◆ How to complete this task
"Allocates" is the word to look for; copy each line of the listing where it occurs.

>>>>>

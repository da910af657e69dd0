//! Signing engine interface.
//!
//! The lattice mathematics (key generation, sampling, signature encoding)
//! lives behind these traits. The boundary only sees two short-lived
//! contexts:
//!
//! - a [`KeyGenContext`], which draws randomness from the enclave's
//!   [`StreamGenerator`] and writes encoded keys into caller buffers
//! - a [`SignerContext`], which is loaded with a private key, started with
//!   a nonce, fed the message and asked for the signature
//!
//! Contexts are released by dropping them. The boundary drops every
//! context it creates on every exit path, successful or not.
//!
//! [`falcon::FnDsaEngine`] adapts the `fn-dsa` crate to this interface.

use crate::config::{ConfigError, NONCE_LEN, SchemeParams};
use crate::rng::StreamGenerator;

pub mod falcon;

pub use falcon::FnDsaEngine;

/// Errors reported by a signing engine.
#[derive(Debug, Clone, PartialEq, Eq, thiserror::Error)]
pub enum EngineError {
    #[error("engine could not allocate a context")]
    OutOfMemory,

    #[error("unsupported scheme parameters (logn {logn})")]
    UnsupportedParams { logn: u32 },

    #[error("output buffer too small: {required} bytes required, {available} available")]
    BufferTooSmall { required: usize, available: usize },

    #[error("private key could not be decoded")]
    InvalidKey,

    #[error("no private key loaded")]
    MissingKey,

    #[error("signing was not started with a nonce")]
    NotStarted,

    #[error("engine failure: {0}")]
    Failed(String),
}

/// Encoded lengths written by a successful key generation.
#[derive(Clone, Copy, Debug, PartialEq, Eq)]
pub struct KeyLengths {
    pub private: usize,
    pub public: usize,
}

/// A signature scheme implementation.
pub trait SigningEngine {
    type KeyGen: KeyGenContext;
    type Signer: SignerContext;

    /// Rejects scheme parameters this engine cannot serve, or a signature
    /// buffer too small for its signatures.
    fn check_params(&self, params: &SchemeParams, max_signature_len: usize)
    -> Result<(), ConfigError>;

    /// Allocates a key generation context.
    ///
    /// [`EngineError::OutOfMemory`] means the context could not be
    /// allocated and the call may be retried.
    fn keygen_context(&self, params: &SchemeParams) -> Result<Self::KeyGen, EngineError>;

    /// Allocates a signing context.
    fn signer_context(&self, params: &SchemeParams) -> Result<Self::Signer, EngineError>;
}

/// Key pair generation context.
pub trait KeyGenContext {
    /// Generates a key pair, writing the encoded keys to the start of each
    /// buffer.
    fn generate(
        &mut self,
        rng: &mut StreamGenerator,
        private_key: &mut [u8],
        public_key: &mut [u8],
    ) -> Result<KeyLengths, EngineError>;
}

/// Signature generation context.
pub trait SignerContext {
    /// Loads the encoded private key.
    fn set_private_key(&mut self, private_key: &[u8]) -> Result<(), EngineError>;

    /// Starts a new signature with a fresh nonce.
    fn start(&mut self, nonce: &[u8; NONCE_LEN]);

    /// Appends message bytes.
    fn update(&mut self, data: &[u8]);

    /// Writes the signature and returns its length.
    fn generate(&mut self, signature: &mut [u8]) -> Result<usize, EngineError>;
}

<<<<<
>>>>>

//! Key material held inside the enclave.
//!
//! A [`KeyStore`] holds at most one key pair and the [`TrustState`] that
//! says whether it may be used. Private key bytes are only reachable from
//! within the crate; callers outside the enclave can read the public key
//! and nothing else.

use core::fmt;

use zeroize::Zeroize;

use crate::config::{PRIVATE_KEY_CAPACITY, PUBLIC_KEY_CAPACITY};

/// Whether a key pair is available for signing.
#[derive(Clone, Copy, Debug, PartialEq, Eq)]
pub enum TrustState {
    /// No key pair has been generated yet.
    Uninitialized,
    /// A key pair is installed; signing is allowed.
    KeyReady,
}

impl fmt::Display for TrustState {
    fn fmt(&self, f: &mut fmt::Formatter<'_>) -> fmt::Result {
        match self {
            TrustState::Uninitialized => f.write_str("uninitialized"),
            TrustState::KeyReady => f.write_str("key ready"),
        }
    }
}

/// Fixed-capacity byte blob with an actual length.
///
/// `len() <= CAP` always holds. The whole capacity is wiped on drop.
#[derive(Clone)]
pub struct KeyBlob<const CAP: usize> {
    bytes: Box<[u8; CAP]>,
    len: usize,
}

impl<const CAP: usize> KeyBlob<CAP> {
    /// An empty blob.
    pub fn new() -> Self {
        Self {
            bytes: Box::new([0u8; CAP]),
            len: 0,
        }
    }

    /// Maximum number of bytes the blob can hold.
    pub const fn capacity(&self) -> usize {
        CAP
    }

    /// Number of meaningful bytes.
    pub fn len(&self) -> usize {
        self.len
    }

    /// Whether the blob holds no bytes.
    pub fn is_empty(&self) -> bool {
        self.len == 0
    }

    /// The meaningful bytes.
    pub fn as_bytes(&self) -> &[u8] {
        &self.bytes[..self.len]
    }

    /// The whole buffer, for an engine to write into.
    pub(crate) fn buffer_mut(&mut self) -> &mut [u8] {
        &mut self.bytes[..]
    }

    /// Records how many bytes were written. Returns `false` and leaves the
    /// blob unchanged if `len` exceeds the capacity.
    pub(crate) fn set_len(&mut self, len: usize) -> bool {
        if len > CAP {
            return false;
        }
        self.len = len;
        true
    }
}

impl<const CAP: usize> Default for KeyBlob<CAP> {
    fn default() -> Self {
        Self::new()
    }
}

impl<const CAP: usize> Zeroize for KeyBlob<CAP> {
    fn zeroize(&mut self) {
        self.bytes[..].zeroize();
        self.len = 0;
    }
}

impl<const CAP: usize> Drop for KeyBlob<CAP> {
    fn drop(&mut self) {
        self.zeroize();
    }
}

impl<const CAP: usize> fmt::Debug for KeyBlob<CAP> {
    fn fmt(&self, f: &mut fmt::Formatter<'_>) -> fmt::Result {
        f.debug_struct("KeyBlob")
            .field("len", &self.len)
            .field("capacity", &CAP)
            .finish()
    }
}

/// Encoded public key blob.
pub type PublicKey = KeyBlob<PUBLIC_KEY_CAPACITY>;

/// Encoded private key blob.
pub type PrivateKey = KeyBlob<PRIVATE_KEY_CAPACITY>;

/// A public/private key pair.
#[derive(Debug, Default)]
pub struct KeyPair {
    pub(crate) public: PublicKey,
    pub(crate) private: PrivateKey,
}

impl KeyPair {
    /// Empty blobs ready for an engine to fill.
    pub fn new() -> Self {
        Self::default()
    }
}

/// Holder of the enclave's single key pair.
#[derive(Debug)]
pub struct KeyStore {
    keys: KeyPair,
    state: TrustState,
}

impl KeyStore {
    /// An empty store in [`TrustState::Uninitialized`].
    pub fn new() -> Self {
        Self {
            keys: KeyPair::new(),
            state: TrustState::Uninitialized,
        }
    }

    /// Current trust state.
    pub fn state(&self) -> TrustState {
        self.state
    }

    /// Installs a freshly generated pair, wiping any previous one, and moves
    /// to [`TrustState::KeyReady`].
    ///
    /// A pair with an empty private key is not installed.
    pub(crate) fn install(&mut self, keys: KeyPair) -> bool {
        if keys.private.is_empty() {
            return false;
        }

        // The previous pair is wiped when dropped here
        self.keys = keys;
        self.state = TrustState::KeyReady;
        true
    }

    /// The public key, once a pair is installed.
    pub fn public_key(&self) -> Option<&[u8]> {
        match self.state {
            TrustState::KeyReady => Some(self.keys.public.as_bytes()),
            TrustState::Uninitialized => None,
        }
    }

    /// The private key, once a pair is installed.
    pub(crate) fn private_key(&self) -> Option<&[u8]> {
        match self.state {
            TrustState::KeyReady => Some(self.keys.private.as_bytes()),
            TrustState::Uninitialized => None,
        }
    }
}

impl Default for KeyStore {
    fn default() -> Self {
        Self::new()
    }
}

<<<<<

◆ Solution below
    /// Allocates a key generation context.
    /// Allocates a signing context.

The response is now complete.